En septembre 2022, et pour le quatrième mois consécutif, les abattages d’ovins de réforme sont supérieurs à leur niveau de l’an dernier : +11,0 % en têtes. "Cette hausse est pour partie la conséquence probable de la sécheresse, les éleveurs anticipant des difficultés d’approvisionnement en fourrages pour les prochains mois », explique Agreste, le service de la statistique du ministère de l’Agriculture dans sa note de conjoncture du 27 octobre 2022.
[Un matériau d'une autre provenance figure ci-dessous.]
//! Logging System
//!
//! Structured logging using the `tracing` crate. Provides configurable log
//! levels, output formats, and destinations. Engine actions reach this layer
//! through `actions::TracingLog`.

use crate::error::ApiError;
use serde::{Deserialize, Serialize};
use std::collections::HashMap;
use std::path::PathBuf;
use std::sync::Mutex;
use tracing_subscriber::fmt::time::ChronoUtc;
use tracing_subscriber::fmt::writer::BoxMakeWriter;
use tracing_subscriber::{fmt, layer::SubscriberExt, util::SubscriberInitExt, EnvFilter, Registry};

/// Logging configuration
#[derive(Debug, Clone, PartialEq, Serialize, Deserialize)]
pub struct LoggingConfig {
    /// Log level: trace, debug, info, warn, error, off
    #[serde(default = "default_log_level")]
    pub level: String,

    /// Output format: json, text (default: text)
    #[serde(default = "default_format")]
    pub format: String,

    /// Output destination: stdout, stderr, file
    #[serde(default = "default_output")]
    pub output: String,

    /// Log file path (if output is "file"); defaults to the user data directory
    #[serde(default, skip_serializing_if = "Option::is_none")]
    pub file: Option<PathBuf>,

    /// Enable colored output (text format only, stdout/stderr only)
    #[serde(default = "default_true")]
    pub color: bool,

    /// Module-specific log levels
    #[serde(default)]
    pub modules: HashMap<String, String>,
}

fn default_log_level() -> String {
    "info".to_string()
}

fn default_format() -> String {
    "text".to_string()
}

fn default_output() -> String {
    "stderr".to_string()
}

fn default_true() -> bool {
    true
}

impl Default for LoggingConfig {
    fn default() -> Self {
        Self {
            level: default_log_level(),
            format: default_format(),
            output: default_output(),
            file: None,
            color: default_true(),
            modules: HashMap::new(),
        }
    }
}

/// Default log file: `<data dir>/foldsync/foldsync.log`
pub fn default_log_file() -> PathBuf {
    directories::ProjectDirs::from("", "", "foldsync")
        .map(|dirs| dirs.data_dir().join("foldsync.log"))
        .unwrap_or_else(|| PathBuf::from("foldsync.log"))
}

/// Output destinations
#[derive(Debug, Clone, Copy, PartialEq, Eq)]
enum Output {
    Stdout,
    Stderr,
    File,
}

/// Initialize the logging system
///
/// Priority order (highest to lowest):
/// 1. Environment variables (FOLDSYNC_LOG, FOLDSYNC_LOG_FORMAT, FOLDSYNC_LOG_OUTPUT)
/// 2. The given configuration (file plus CLI overrides)
/// 3. Defaults
pub fn init_logging(config: Option<&LoggingConfig>) -> Result<(), ApiError> {
    let filter = build_env_filter(config)?;
    let format = determine_format(config)?;
    let output = determine_output(config)?;
    let use_color = config.map(|c| c.color).unwrap_or(true) && output != Output::File;

    let writer = match output {
        Output::Stdout => BoxMakeWriter::new(std::io::stdout),
        Output::Stderr => BoxMakeWriter::new(std::io::stderr),
        Output::File => {
            let log_file = config
                .and_then(|c| c.file.clone())
                .unwrap_or_else(default_log_file);
            BoxMakeWriter::new(Mutex::new(open_log_file(&log_file)?))
        }
    };

    let base_subscriber = Registry::default().with(filter);
    let initialized = if format == "json" {
        base_subscriber
            .with(
                fmt::layer()
                    .json()
                    .with_target(true)
                    .with_timer(ChronoUtc::rfc_3339())
                    .with_writer(writer),
            )
            .try_init()
    } else {
        base_subscriber
            .with(
                fmt::layer()
                    .with_target(true)
                    .with_timer(ChronoUtc::rfc_3339())
                    .with_ansi(use_color)
                    .with_writer(writer),
            )
            .try_init()
    };

    initialized.map_err(|e| ApiError::ConfigError(format!("Failed to initialize logging: {}", e)))
}

fn open_log_file(log_file: &PathBuf) -> Result<std::fs::File, ApiError> {
    if let Some(parent) = log_file.parent() {
        if !parent.as_os_str().is_empty() {
            std::fs::create_dir_all(parent).map_err(|e| {
                ApiError::ConfigError(format!("Failed to create log directory: {}", e))
            })?;
        }
    }
    std::fs::OpenOptions::new()
        .create(true)
        .append(true)
        .open(log_file)
        .map_err(|e| {
            ApiError::ConfigError(format!("Failed to open log file {:?}: {}", log_file, e))
        })
}

/// Build environment filter from config or environment variables
fn build_env_filter(config: Option<&LoggingConfig>) -> Result<EnvFilter, ApiError> {
    if let Ok(filter) = EnvFilter::try_from_env("FOLDSYNC_LOG") {
        return Ok(filter);
    }

    let level = config.map(|c| c.level.as_str()).unwrap_or("info");
    if level == "off" {
        return Ok(EnvFilter::new("off"));
    }

    let mut filter = EnvFilter::new(level);
    if let Some(config) = config {
        for (module, module_level) in &config.modules {
            let directive = format!("{}={}", module, module_level);
            filter = filter.add_directive(
                directive
                    .parse()
                    .map_err(|e| ApiError::ConfigError(format!("Invalid log directive: {}", e)))?,
            );
        }
    }

    Ok(filter)
}

/// Determine output format from config or environment
fn determine_format(config: Option<&LoggingConfig>) -> Result<String, ApiError> {
    if let Ok(format) = std::env::var("FOLDSYNC_LOG_FORMAT") {
        if format == "json" || format == "text" {
            return Ok(format);
        }
    }

    let format = config.map(|c| c.format.as_str()).unwrap_or("text");
    if format != "json" && format != "text" {
        return Err(ApiError::ConfigError(format!(
            "Invalid log format: {} (must be 'json' or 'text')",
            format
        )));
    }

    Ok(format.to_string())
}

/// Determine output destination from config or environment
fn determine_output(config: Option<&LoggingConfig>) -> Result<Output, ApiError> {
    if let Ok(output) = std::env::var("FOLDSYNC_LOG_OUTPUT") {
        return parse_output(&output);
    }

    parse_output(config.map(|c| c.output.as_str()).unwrap_or("stderr"))
}

fn parse_output(output: &str) -> Result<Output, ApiError> {
    match output {
        "stdout" => Ok(Output::Stdout),
        "stderr" => Ok(Output::Stderr),
        "file" => Ok(Output::File),
        _ => Err(ApiError::ConfigError(format!(
            "Invalid log output: {} (must be 'stdout', 'stderr', or 'file')",
            output
        ))),
    }
}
De leurs côtés, les abattages d’agneaux accusent un repli de 0,3 % en glissement annuel et de 5,6 % par rapport à la moyenne quinquennale. Bilan, la cotation de l’agneau reste soutenue. Elle atteint en moyenne 7,99 €/kg, soit 62 centimes de plus qu’en 2021 et 1,32 euro de plus que la moyenne quinquennale.

Des importations en vif en net retrait

En août, les importations d’ovins vivants chutent de 22,2 % sur un an, conséquence de la baisse des achats d’agneaux à l'étranger. En revanche, les exportations progressent de 68 % entre août 2021 et août 2022, tirées par les volumes d’agneaux vivants.

Les importations de viande ovine destinée au marché français sont en hausse de 7,6 % en glissement annuel. Parmi les principaux fournisseurs, seuls les achats en provenance d’Espagne reculent (–1 % sur un an).

Dans le même temps, le coût de l’aliment pour ovins continue à augmenter. Il dépasse de 29,6 % son niveau d’août 2021 et de 45,2 % celui de la moyenne quinquennale.